On peut prédire l’expression faciale de la douleur à partir de l’activité du cerveau
- UdeMNouvelles
Le 4 décembre 2024
- Béatrice St-Cyr-Leroux
Une étude fait progresser la compréhension des processus cérébraux liés à la communication non verbale de la douleur, plus précisément à l’expression faciale de la douleur.
Qu’on se cogne le petit orteil sur le coin d’une table ou qu’on se fracture le poignet, on risque de grimacer de douleur (et fort probablement d’échapper un juron).
C’est tout naturel, l’expression faciale occupant une place centrale dans la communication de cette expérience sensorielle et émotionnelle désagréable. Elle nous permet par exemple de faire savoir aux gens qui nous entourent que nous avons mal et que nous pourrions avoir besoin d’aide.
Les processus neuronaux associés à cette manifestation non verbale demeurent peu étudiés, bien qu’ils soient considérés comme un vecteur important de l’expérience de la douleur. C’est pour cette raison que s’y intéresse Marie-Eve Picard, étudiante de doctorat au laboratoire de Pierre Rainville, professeur à la Faculté de médecine dentaire de l’Université de Montréal et chercheur au Centre de recherche de l’Institut universitaire de gériatrie de Montréal.

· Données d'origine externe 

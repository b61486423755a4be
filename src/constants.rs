/// Width of one encoded record, in bytes.
pub const RECORD_SIZE: usize = 8;

pub const DEFAULT_WORKERS: usize = 1;
pub const DEFAULT_SEGMENT_SIZE: u64 = 64 * 1024;
pub const DEFAULT_CHUNK_SIZE: u64 = 1024;
pub const DEFAULT_QUEUE_CAPACITY: usize = 100;

/// Number of generated values mirrored into the text sidecar.
pub const SIDECAR_PREVIEW_LEN: u64 = 100;

pub const MIB: u64 = 1024 * 1024;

Dans une nouvelle étude, ces scientifiques ont montré qu’il était possible de prédire l’expression faciale causée par des stimulations douloureuses à partir de l’activité cérébrale. Plus précisément, leurs résultats révèlent que les mécanismes neuronaux liés à l’expression faciale de la douleur sont partiellement distincts de ceux associés à d’autres manifestations de la douleur, comme les subjectifs rapports verbaux de l’intensité perçue.
Les muscles faciaux analysés
Marie-Eve Picard et ses collègues ont conçu un modèle neurobiologique qui permet de prédire l’expression faciale causée par des stimulations douloureuses. Cette signature cérébrale a été élaborée grâce à des algorithmes d’apprentissage automatique alimentés par des données d’imagerie cérébrale par résonance magnétique.
Pour y arriver, un stimulus thermique douloureux a été appliqué à des volontaires sains et l’expression faciale a été mesurée grâce au Facial Action Coding System. Cet outil standardisé décortique les mouvements du visage en se basant sur les mouvements possibles de plusieurs groupes de muscles du visage.
L’activation de chaque groupe entraîne un changement distinctif dans l’expression faciale. Dans le cas de l’expression physique de la douleur, on constate par exemple un abaissement des sourcils, une élévation des joues, un plissement des yeux et du nez et une élévation de la lèvre supérieure.
Pour une évaluation plus précise
Cette étude souligne l’existence d’une représentation cérébrale prédictive des réponses faciales en lien avec la douleur. «L’importance de l’expression faciale dans l’évaluation de la douleur est souvent minimisée comparativement au rôle que l’expression faciale joue dans les interactions sociales. Or, selon nos résultats, cette mesure comportementale dans l’expérience de la douleur serait complémentaire aux rapports verbaux de l’intensité perçue», explique Marie-Eve Picard.
Dans un contexte clinique, poursuit la doctorante, il est important d’évaluer avec précision la douleur des patients pour ensuite parvenir à la prendre en charge adéquatement. Ces recherches se basent donc sur la conviction que la douleur est multidimensionnelle et qu’il est bénéfique de prendre en compte ses différentes manifestations pour mieux en déterminer la gravité.
Si ces résultats approfondissent les connaissances sur les mécanismes cérébraux de la douleur et de la communication non verbale, des recherches futures devront être menées pour en tester la généralisabilité, telle leur application à des contextes de douleur chronique par exemple.
À propos de cette étude
L'article «A distributed brain response predicting the facial expression of acute nociceptive pain», par Marie-Eve Picard et ses collègues, a été publié dans eLife Sciences Publications.